Now that we have a design for our neural network, how can it learn to recognize digits? The first thing we'll need is a data set to learn from - a so-called training data set. We'll use the MNIST data set, which contains tens of thousands of scanned images of handwritten digits, together with their correct classifications. MNIST's name comes from the fact that it is a modified subset of two data sets collected by NIST, the United States' National Institute of Standards and Technology. Here's a few images from MNIST:
As you can see, these digits are, in fact, the same as those shown at the beginning of this chapter as a challenge to recognize. Of course, when testing our network we'll ask it to recognize images which aren't in the training set!

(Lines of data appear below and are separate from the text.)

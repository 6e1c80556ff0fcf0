// src/import/mod.rs

use chrono::Utc;
use std::{marker::PhantomData, path::Path, sync::Arc};
use tokio::fs;
use tracing::{info, instrument, warn};

use crate::entity::ImportEntity;
use crate::error::{ImportError, ImportResult};
use crate::notify::{Level, Notification, Notifier};
use crate::parse::{parse_rows, NormalizedRow};
use crate::store::LocalStore;

/// Rows shown before the user confirms an import.
pub const PREVIEW_ROWS: usize = 5;

#[derive(Debug)]
pub enum SessionState {
    Idle,
    /// File text is being read.
    FileSelected { file_name: String },
    Parsed {
        file_name: String,
        rows: Vec<NormalizedRow>,
    },
    /// Shown until another file is picked; never importable.
    Invalid {
        file_name: String,
        error: ImportError,
    },
}

/// One local CSV import flow for entity kind `E`:
/// `Idle → FileSelected → Parsed | Invalid`, and `Parsed → Idle` on import.
pub struct ImportSession<E: ImportEntity> {
    state: SessionState,
    _marker: PhantomData<E>,
}

impl<E: ImportEntity> Default for ImportSession<E> {
    fn default() -> Self {
        Self::new()
    }
}

impl<E: ImportEntity> ImportSession<E> {
    pub fn new() -> Self {
        Self {
            state: SessionState::Idle,
            _marker: PhantomData,
        }
    }

    pub fn state(&self) -> &SessionState {
        &self.state
    }

    pub fn is_ready(&self) -> bool {
        matches!(self.state, SessionState::Parsed { .. })
    }

    pub fn error(&self) -> Option<&ImportError> {
        match &self.state {
            SessionState::Invalid { error, .. } => Some(error),
            _ => None,
        }
    }

    pub fn file_name(&self) -> Option<&str> {
        match &self.state {
            SessionState::Idle => None,
            SessionState::FileSelected { file_name }
            | SessionState::Parsed { file_name, .. }
            | SessionState::Invalid { file_name, .. } => Some(file_name),
        }
    }

    /// Read-only view of the first parsed rows.
    pub fn preview(&self) -> &[NormalizedRow] {
        match &self.state {
            SessionState::Parsed { rows, .. } => &rows[..rows.len().min(PREVIEW_ROWS)],
            _ => &[],
        }
    }

    pub fn row_count(&self) -> usize {
        match &self.state {
            SessionState::Parsed { rows, .. } => rows.len(),
            _ => 0,
        }
    }

    /// Read a CSV file and parse it. Any previous preview is discarded.
    ///
    /// Returns the parsed row count, or a copy of the error now shown by the
    /// session.
    #[instrument(level = "info", skip(self, path), fields(entity = E::schema().label, path = %path.as_ref().display()))]
    pub async fn select_file(&mut self, path: impl AsRef<Path>) -> ImportResult<usize> {
        let path = path.as_ref();
        let file_name = path
            .file_name()
            .map(|n| n.to_string_lossy().to_string())
            .unwrap_or_else(|| path.display().to_string());

        self.state = SessionState::FileSelected {
            file_name: file_name.clone(),
        };

        match fs::read_to_string(path).await {
            Ok(text) => self.load_text(file_name, &text),
            Err(source) => {
                warn!(error = %source, "could not read file");
                self.state = SessionState::Invalid {
                    file_name,
                    error: ImportError::ReadFile {
                        path: path.to_path_buf(),
                        source: Arc::new(source),
                    },
                };
                self.readiness()
            }
        }
    }

    /// Parse already-loaded file text.
    pub fn load_text(
        &mut self,
        file_name: impl Into<String>,
        text: &str,
    ) -> ImportResult<usize> {
        let file_name = file_name.into();
        self.state = match parse_rows(text, E::schema()) {
            Ok(rows) => {
                info!(file = %file_name, rows = rows.len(), "file ready to import");
                SessionState::Parsed { file_name, rows }
            }
            Err(error) => {
                warn!(file = %file_name, error = %error, "file rejected");
                SessionState::Invalid { file_name, error }
            }
        };
        self.readiness()
    }

    fn readiness(&self) -> ImportResult<usize> {
        match &self.state {
            SessionState::Invalid { error, .. } => Err(error.clone()),
            _ => Ok(self.row_count()),
        }
    }

    /// Materialize every parsed row, append them to the store as one batch
    /// and return to `Idle`.
    #[instrument(level = "info", skip_all, fields(entity = E::schema().label))]
    pub fn import(&mut self, store: &LocalStore, notifier: &dyn Notifier) -> ImportResult<Vec<E>> {
        let (file_name, rows) = match std::mem::replace(&mut self.state, SessionState::Idle) {
            SessionState::Parsed { file_name, rows } => (file_name, rows),
            other => {
                self.state = other;
                return Err(ImportError::NothingToImport);
            }
        };

        let now = Utc::now();
        let records: Vec<E> = rows.iter().map(|row| E::materialize(row, now)).collect();
        let total = store.append(records.clone());
        info!(file = %file_name, imported = records.len(), total, "import finished");

        notifier.notify(Notification::new(
            Level::Success,
            "Import complete",
            format!(
                "Imported {} {} from {}",
                records.len(),
                E::schema().label,
                file_name
            ),
        ));
        Ok(records)
    }

    pub fn reset(&mut self) {
        self.state = SessionState::Idle;
    }
}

The MNIST data comes in two parts. The first part contains 60,000 images to be used as training data. These images are scanned handwriting samples from 250 people, half of whom were US Census Bureau employees, and half of whom were high school students. The images are greyscale and 28 by 28 pixels in size. The second part of the MNIST data set is 10,000 images to be used as test data. Again, these are 28 by 28 greyscale images. We'll use the test data to evaluate how well our neural network has learned to recognize digits. To make this a good test of performance, the test data was taken from a different set of 250 people than the original training data (albeit still a group split between Census Bureau employees and high school students). This helps give us confidence that our system can recognize digits from people whose writing it didn't see during training.